Aus: KiTa aktuell NRW 2004, Nr. 5, S. 117-118
Gerhard Stranz
Was bedeutet es, wenn auf dem Fortbildungsstand auf der didacta 2004 eine Bestätigung des Trends des Vorjahres festgestellt wurde:
- Erzieherinnen suchen nach den Fortbildungsmöglichkeiten für den "Ausstieg" aus der Tätigkeit in einem Kindergarten!
- An Fortbildungen sind vorrangig "nur noch" Leiterinnen interessiert!
Auch wenn dieses Bild vielleicht überzeichnet ist, zumal Erzieherinnen an Fortbildungen interessiert sind - dies zeigte sich nicht nur an dem Interesse am Seminarprogramm der didacta, sondern auch an den Nachfragen und der Teilnahme an anderen Angeboten -, so wirft es doch einen "globalen" Blick auf die Situation der pädagogischen Mitarbeiterinnen im Elementarbereich.
Eine Betrachtung der Veränderungen in den letzten Jahren lässt erkennen, dass in erheblichem Umfang Verschlechterungen und zusätzliche Erwartungen auf die Mitarbeiterinnen in Tageseinrichtungen zugekommen sind. Dass die Veränderungen relativ unbemerkt erfolgen konnten und nicht zu vehementen Protesten geführt haben, lässt sich m.E. vorrangig nur mit der Leidensfähigkeit von Frauen erklären, die mit ihrer emphatischen Haltung versucht haben, unter den gegebenen Bedingungen den Kindern in der unmittelbaren Begegnung gerecht zu werden und sich mit ihren Kolleginnen solidarisch verhalten haben.
Ob unter den gegebenen Bedingungen den Anforderungen der Kinder entsprochen werden kann, die Frauen selber wirklich das leisten können, was ihnen wichtig ist und was sie "gesund" erhält, wird ausgeklammert.
Das Dilemma wird von Dr. Armin Krenz durch zwei Merkmal zutreffend gekennzeichnet:
- "Das berufliche Selbstbewusstsein der Erzieherinnen bleibt weit hinter der Bedeutung der tatsächlich geleisteten bzw. zu leistenden Arbeit zurück.
- Und: Das berufliche Selbstverständnis von Erzieherinnen ist geprägt von einer überhöhten Bereitschaft, möglichst allen Verhaltenserwartungen, die an sie gerichtet werden, gerecht zu werden." (Aus einem unveröffentlichten Manuskript.)
Kinder brauchen zur Begleitung in ihr Leben Erwachsene, die sie verlässlich und in angemessener Weise zur Seite stehen (können). Damit brauchen Erzieherinnen auch entsprechende Bedingungen, damit sie diesen Anforderungen gerecht werden können.

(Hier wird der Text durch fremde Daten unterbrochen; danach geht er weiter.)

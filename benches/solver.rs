//! Benchmarks for the tower puzzle solver.

use criterion::{black_box, criterion_group, criterion_main, Criterion};

use tower_swap::solver::solve;
use tower_swap::{PuzzleState, TowerPuzzle};

/// Benchmark solving the three-disk puzzle.
fn bench_solve_3(c: &mut Criterion) {
    let puzzle = TowerPuzzle::new(3).unwrap();

    c.bench_function("solve_3_disks", |b| b.iter(|| solve(black_box(&puzzle))));
}

/// Benchmark solving the standard four-disk puzzle.
fn bench_solve_4(c: &mut Criterion) {
    let puzzle = TowerPuzzle::default();

    let mut group = c.benchmark_group("standard");
    group.sample_size(10);
    group.bench_function("solve_4_disks", |b| b.iter(|| solve(black_box(&puzzle))));
    group.finish();
}

/// Benchmark legal move generation on the starting board.
fn bench_legal_moves(c: &mut Criterion) {
    let puzzle = TowerPuzzle::default();

    c.bench_function("legal_moves", |b| {
        b.iter(|| black_box(&puzzle).legal_moves())
    });
}

/// Benchmark duplicating a board and applying one move.
fn bench_duplicate_and_move(c: &mut Criterion) {
    let puzzle = TowerPuzzle::default();
    let mv = *puzzle.legal_moves().iter().next().unwrap();

    c.bench_function("duplicate_and_move", |b| {
        b.iter(|| {
            let mut next = black_box(&puzzle).duplicate();
            next.make_move(&mv).unwrap();
            next
        })
    });
}

criterion_group!(
    benches,
    bench_solve_3,
    bench_solve_4,
    bench_legal_moves,
    bench_duplicate_and_move
);
criterion_main!(benches);
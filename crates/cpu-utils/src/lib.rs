/*
 * Copyright 2024 Fluence Labs Limited
 *
 * Licensed under the Apache License, Version 2.0 (the "License");
 * you may not use this file except in compliance with the License.
 * You may obtain a copy of the License at
 *
 *     http://www.apache.org/licenses/LICENSE-2.0
 *
 * Unless required by applicable law or agreed to in writing, software
 * distributed under the License is distributed on an "AS IS" BASIS,
 * WITHOUT WARRANTIES OR CONDITIONS OF ANY KIND, either express or implied.
 * See the License for the specific language governing permissions and
 * limitations under the License.
 */

#![warn(rust_2018_idioms)]
#![warn(rust_2021_compatibility)]
#![deny(
    dead_code,
    nonstandard_style,
    unused_imports,
    unused_mut,
    unused_variables,
    unused_unsafe,
    unreachable_patterns
)]

mod core_id;
pub mod pinning;

pub use core_id::CPUIdType;
pub use core_id::LogicalCoreId;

Wenn nachfolgend einige ungünstig erscheinende Veränderungen aufgezeigt werden, ergibt sich daraus die Aufforderung an Verantwortliche, endlich dafür zu sorgen, dass in die Bildung im Elementarbereich nicht nur mit Erklärungen und Absichten, sondern tatsächlich investiert wird. Dazu zählt dann, dass heute tätige Erzieherinnen bessere Arbeitsbedingungen, angemessene Fortbildungsmöglichkeiten, eine höhere Vergütung und damit Aufmerksamkeit sowie Anerkennung erhalten.
Die heutige Situation ist u.a. belastet durch:
- Erzieherinnen haben Kürzungen und Einschnitte in ihrem Arbeitsbereich durch die Verschlechterung der Rahmenbedingungen erfahren. Diese Verschlechterung kann als Ausdruck der gesellschaftlichen Wertschätzung der Arbeit verstanden werden.

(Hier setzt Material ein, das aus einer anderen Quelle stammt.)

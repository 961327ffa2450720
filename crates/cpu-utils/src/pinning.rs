/*
 * Copyright 2024 Fluence Labs Limited
 *
 * Licensed under the Apache License, Version 2.0 (the "License");
 * you may not use this file except in compliance with the License.
 * You may obtain a copy of the License at
 *
 *     http://www.apache.org/licenses/LICENSE-2.0
 *
 * Unless required by applicable law or agreed to in writing, software
 * distributed under the License is distributed on an "AS IS" BASIS,
 * WITHOUT WARRANTIES OR CONDITIONS OF ANY KIND, either express or implied.
 * See the License for the specific language governing permissions and
 * limitations under the License.
 */

use core_affinity::CoreId;

use crate::LogicalCoreId;

/// Lightweight function which doesn't require topology to pin current thread to the specified core.
/// Returns true, if pinning was successful.
///
/// Cores outside the affinity mask of the calling process (offline, nonexistent
/// or forbidden by cgroups) are refused before any syscall is made.
pub fn pin_current_thread_to(core_id: LogicalCoreId) -> bool {
    let id: usize = core_id.into();
    let is_available = core_affinity::get_core_ids()
        .map(|core_ids| core_ids.iter().any(|core| core.id == id))
        .unwrap_or(false);
    if !is_available {
        return false;
    }

    core_affinity::set_for_current(CoreId { id })
}

/// Returns logical cores the current process is allowed to run on.
pub fn available_cores() -> Vec<LogicalCoreId> {
    core_affinity::get_core_ids()
        .unwrap_or_default()
        .into_iter()
        .map(|core| LogicalCoreId::new(core.id as u32))
        .collect()
}

#[cfg(test)]
mod tests {
    use super::*;

    #[test]
    fn nonexistent_core_is_refused() {
        assert!(!pin_current_thread_to(LogicalCoreId::new(u32::MAX)));
    }

    #[test]
    fn pinning_to_available_core_works() {
        let cores = available_cores();
        let first_core = cores.first().copied();
        if let Some(core_id) = first_core {
            let result = std::thread::spawn(move || pin_current_thread_to(core_id))
                .join()
                .unwrap();
            assert!(result);
        }
    }
}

- Erzieherinnen haben materielle Kürzungen hinnehmen müssen und müssen davon ausgehen, dass weitere erfolgen, wenn z.B. die beabsichtigte Verlängerung der Arbeitszeit für den öffentlichen Dienst umgesetzt werden sollte (von 38,5 auf 41 Wochenstunden). Dies würde vor allem für bereits teilzeittätige Mitarbeiterinnen zu weiteren Gehaltskürzungen führen.

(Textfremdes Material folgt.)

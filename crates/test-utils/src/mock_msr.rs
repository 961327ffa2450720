/*
 * Copyright 2024 Fluence Labs Limited
 *
 * Licensed under the Apache License, Version 2.0 (the "License");
 * you may not use this file except in compliance with the License.
 * You may obtain a copy of the License at
 *
 *     http://www.apache.org/licenses/LICENSE-2.0
 *
 * Unless required by applicable law or agreed to in writing, software
 * distributed under the License is distributed on an "AS IS" BASIS,
 * WITHOUT WARRANTIES OR CONDITIONS OF ANY KIND, either express or implied.
 * See the License for the specific language governing permissions and
 * limitations under the License.
 */

use std::collections::BTreeSet;
use std::collections::HashMap;
use std::collections::HashSet;
use std::collections::VecDeque;
use std::sync::Arc;
use std::thread::ThreadId;

use nix::errno::Errno;
use parking_lot::Mutex;

use cpu_utils::LogicalCoreId;
use msrbatch_msr::CoreAccess;
use msrbatch_msr::MSRBackend;
use msrbatch_msr::MSRError;
use msrbatch_msr::MSRResult;

/// One access observed by the mock, in the order it happened.
#[derive(Copy, Clone, Debug, PartialEq, Eq)]
pub struct Access {
    pub core_id: LogicalCoreId,
    pub kind: AccessKind,
}

#[derive(Copy, Clone, Debug, PartialEq, Eq)]
pub enum AccessKind {
    Attach { thread: ThreadId },
    Read { register_id: u32, value: u64 },
    Write { register_id: u32, value: u64 },
    FailedRead { register_id: u32 },
    FailedWrite { register_id: u32, value: u64 },
}

#[derive(Clone, Debug, Default)]
struct MockRegister {
    value: u64,
    // returned by the next reads before `value` is
    scripted_reads: VecDeque<u64>,
    // added to `value` after every read, emulates free running counters
    step: u64,
    fail_reads: bool,
    fail_writes: bool,
}

#[derive(Debug, Default)]
struct MockState {
    registers: HashMap<(LogicalCoreId, u32), MockRegister>,
    offline_cores: HashSet<LogicalCoreId>,
    log: Vec<Access>,
}

/// Register backend keeping simulated registers per logical core in memory.
///
/// Registers that were not configured behave like unimplemented MSRs: every access fails
/// with `EIO`. Clones share the same state, so a test can keep one handle and give
/// another to the dispatcher.
#[derive(Clone, Debug, Default)]
pub struct MockMSR {
    state: Arc<Mutex<MockState>>,
}

impl MockMSR {
    pub fn new() -> Self {
        Self::default()
    }

    pub fn with_register(self, core_id: impl Into<LogicalCoreId>, register_id: u32, value: u64) -> Self {
        self.insert(core_id.into(), register_id, MockRegister {
            value,
            ..<_>::default()
        })
    }

    /// The register returns `reads` one by one and `then` afterwards.
    pub fn with_read_sequence(
        self,
        core_id: impl Into<LogicalCoreId>,
        register_id: u32,
        reads: impl IntoIterator<Item = u64>,
        then: u64,
    ) -> Self {
        self.insert(core_id.into(), register_id, MockRegister {
            value: then,
            scripted_reads: reads.into_iter().collect(),
            ..<_>::default()
        })
    }

    /// The register grows by `step` after every read.
    pub fn with_counter(
        self,
        core_id: impl Into<LogicalCoreId>,
        register_id: u32,
        start: u64,
        step: u64,
    ) -> Self {
        self.insert(core_id.into(), register_id, MockRegister {
            value: start,
            step,
            ..<_>::default()
        })
    }

    /// The register can be read but every write to it fails.
    pub fn with_read_only_register(
        self,
        core_id: impl Into<LogicalCoreId>,
        register_id: u32,
        value: u64,
    ) -> Self {
        self.insert(core_id.into(), register_id, MockRegister {
            value,
            fail_writes: true,
            ..<_>::default()
        })
    }

    /// The core can't be attached to, like an offline or nonexistent core.
    pub fn with_offline_core(self, core_id: impl Into<LogicalCoreId>) -> Self {
        self.state.lock().offline_cores.insert(core_id.into());
        self
    }

    pub fn value(&self, core_id: impl Into<LogicalCoreId>, register_id: u32) -> Option<u64> {
        self.state
            .lock()
            .registers
            .get(&(core_id.into(), register_id))
            .map(|register| register.value)
    }

    pub fn accesses(&self) -> Vec<Access> {
        self.state.lock().log.clone()
    }

    pub fn accesses_on(&self, core_id: impl Into<LogicalCoreId>) -> Vec<AccessKind> {
        let core_id = core_id.into();
        self.state
            .lock()
            .log
            .iter()
            .filter(|access| access.core_id == core_id)
            .map(|access| access.kind)
            .collect()
    }

    /// Cores at least one thread attached to, offline cores included.
    pub fn attached_cores(&self) -> BTreeSet<LogicalCoreId> {
        self.attaches().into_iter().map(|(core_id, _)| core_id).collect()
    }

    pub fn attaches(&self) -> Vec<(LogicalCoreId, ThreadId)> {
        self.state
            .lock()
            .log
            .iter()
            .filter_map(|access| match access.kind {
                AccessKind::Attach { thread } => Some((access.core_id, thread)),
                _ => None,
            })
            .collect()
    }

    /// Values written into the register, failed writes included.
    pub fn writes_to(&self, core_id: impl Into<LogicalCoreId>, register_id: u32) -> Vec<u64> {
        self.accesses_on(core_id)
            .into_iter()
            .filter_map(|kind| match kind {
                AccessKind::Write { register_id: id, value }
                | AccessKind::FailedWrite { register_id: id, value }
                    if id == register_id =>
                {
                    Some(value)
                }
                _ => None,
            })
            .collect()
    }

    pub fn reads_of(&self, core_id: impl Into<LogicalCoreId>, register_id: u32) -> usize {
        self.accesses_on(core_id)
            .into_iter()
            .filter(|kind| match kind {
                AccessKind::Read { register_id: id, .. } | AccessKind::FailedRead { register_id: id } => {
                    *id == register_id
                }
                _ => false,
            })
            .count()
    }

    fn insert(self, core_id: LogicalCoreId, register_id: u32, register: MockRegister) -> Self {
        self.state
            .lock()
            .registers
            .insert((core_id, register_id), register);
        self
    }
}

impl MSRBackend for MockMSR {
    type Core = MockCore;

    fn attach(&self, core_id: LogicalCoreId) -> MSRResult<MockCore> {
        let mut state = self.state.lock();
        let thread = std::thread::current().id();
        state.log.push(Access {
            core_id,
            kind: AccessKind::Attach { thread },
        });

        if state.offline_cores.contains(&core_id) {
            return Err(MSRError::pinning_failed(core_id));
        }

        Ok(MockCore {
            core_id,
            state: self.state.clone(),
        })
    }
}

#[derive(Debug)]
pub struct MockCore {
    core_id: LogicalCoreId,
    state: Arc<Mutex<MockState>>,
}

impl CoreAccess for MockCore {
    fn core_id(&self) -> LogicalCoreId {
        self.core_id
    }

    fn read(&mut self, register_id: u32) -> MSRResult<u64> {
        let core_id = self.core_id;
        let mut state = self.state.lock();

        let value = match state.registers.get_mut(&(core_id, register_id)) {
            Some(register) if !register.fail_reads => {
                match register.scripted_reads.pop_front() {
                    Some(value) => Some(value),
                    None => {
                        let value = register.value;
                        register.value = register.value.wrapping_add(register.step);
                        Some(value)
                    }
                }
            }
            _ => None,
        };

        match value {
            Some(value) => {
                state.log.push(Access {
                    core_id,
                    kind: AccessKind::Read { register_id, value },
                });
                Ok(value)
            }
            None => {
                state.log.push(Access {
                    core_id,
                    kind: AccessKind::FailedRead { register_id },
                });
                Err(MSRError::read_w_no_err(register_id, core_id, Errno::EIO))
            }
        }
    }

    fn write(&mut self, register_id: u32, value: u64) -> MSRResult<()> {
        let core_id = self.core_id;
        let mut state = self.state.lock();

        let is_written = match state.registers.get_mut(&(core_id, register_id)) {
            Some(register) if !register.fail_writes => {
                register.value = value;
                register.scripted_reads.clear();
                true
            }
            _ => false,
        };

        if is_written {
            state.log.push(Access {
                core_id,
                kind: AccessKind::Write { register_id, value },
            });
            Ok(())
        } else {
            state.log.push(Access {
                core_id,
                kind: AccessKind::FailedWrite { register_id, value },
            });
            Err(MSRError::write_w_no_err(value, register_id, core_id, Errno::EIO))
        }
    }
}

- Erzieherinnen haben - aus Solidarität mit anderen Kolleginnen - Einkommenseinschnitte hingenommen, in dem sie Arbeitszeitverkürzungen zugestimmt und Teilzeitstellen angenommen haben. Nur so kann m.E. erklärt werden, dass in NRW mit dem Einsparungsprogramm von 1998, mit dem 200 Mio. EUR gekürzt wurden, 13.000 Vollzeitstellen abgebaut wurden, jedoch heute festzustellen ist, dass seit diesem Zeitpunkt die Anzahl der Mitarbeiterinnen gestiegen ist.
- Erzieherinnen werden immer mehr gedrängt, Beschäftigungsverhältnisse befristet anzunehmen.
- Erzieherinnen sind gefordert, sich mit zunehmenden Erwartungen von Eltern auseinandersetzen, die an längeren und flexibleren Öffnungszeiten interessiert sind, aber auch gleichzeitig zusätzliche Leistungen wünschen, z.B. Förderung einer Fremdsprache erwarten (Die "Nachfragemacht" der Eltern wird durch die neuen Finanzierungssysteme gefördert).
- Erzieherinnen werden immer mehr gedrängt, nicht nur über ihre Arbeit Rechenschaft abzulegen, sondern ihr Tun schriftlich zu dokumentieren. Dazu werden Beobachtungen, Listenführungen und das Erstellen von Dokumentation erwartet. Für diese Arbeiten stehen keine zusätzlichen "Zeiten" zur Verfügung, so dass sie von der "Begegnungszeit" mit den Kindern "abgeknapst" werden müssen.
- Erzieherinnen erleben, dass sie für die pädagogische Arbeit immer weniger Zeit "am Stück" für die unmittelbare pädagogische Arbeit haben. Teilzeittätigkeit, Teilnahme an Konferenzen, Schichtarbeit, Zeiträume für Nachweisführung begrenzen diesen Zeitraum.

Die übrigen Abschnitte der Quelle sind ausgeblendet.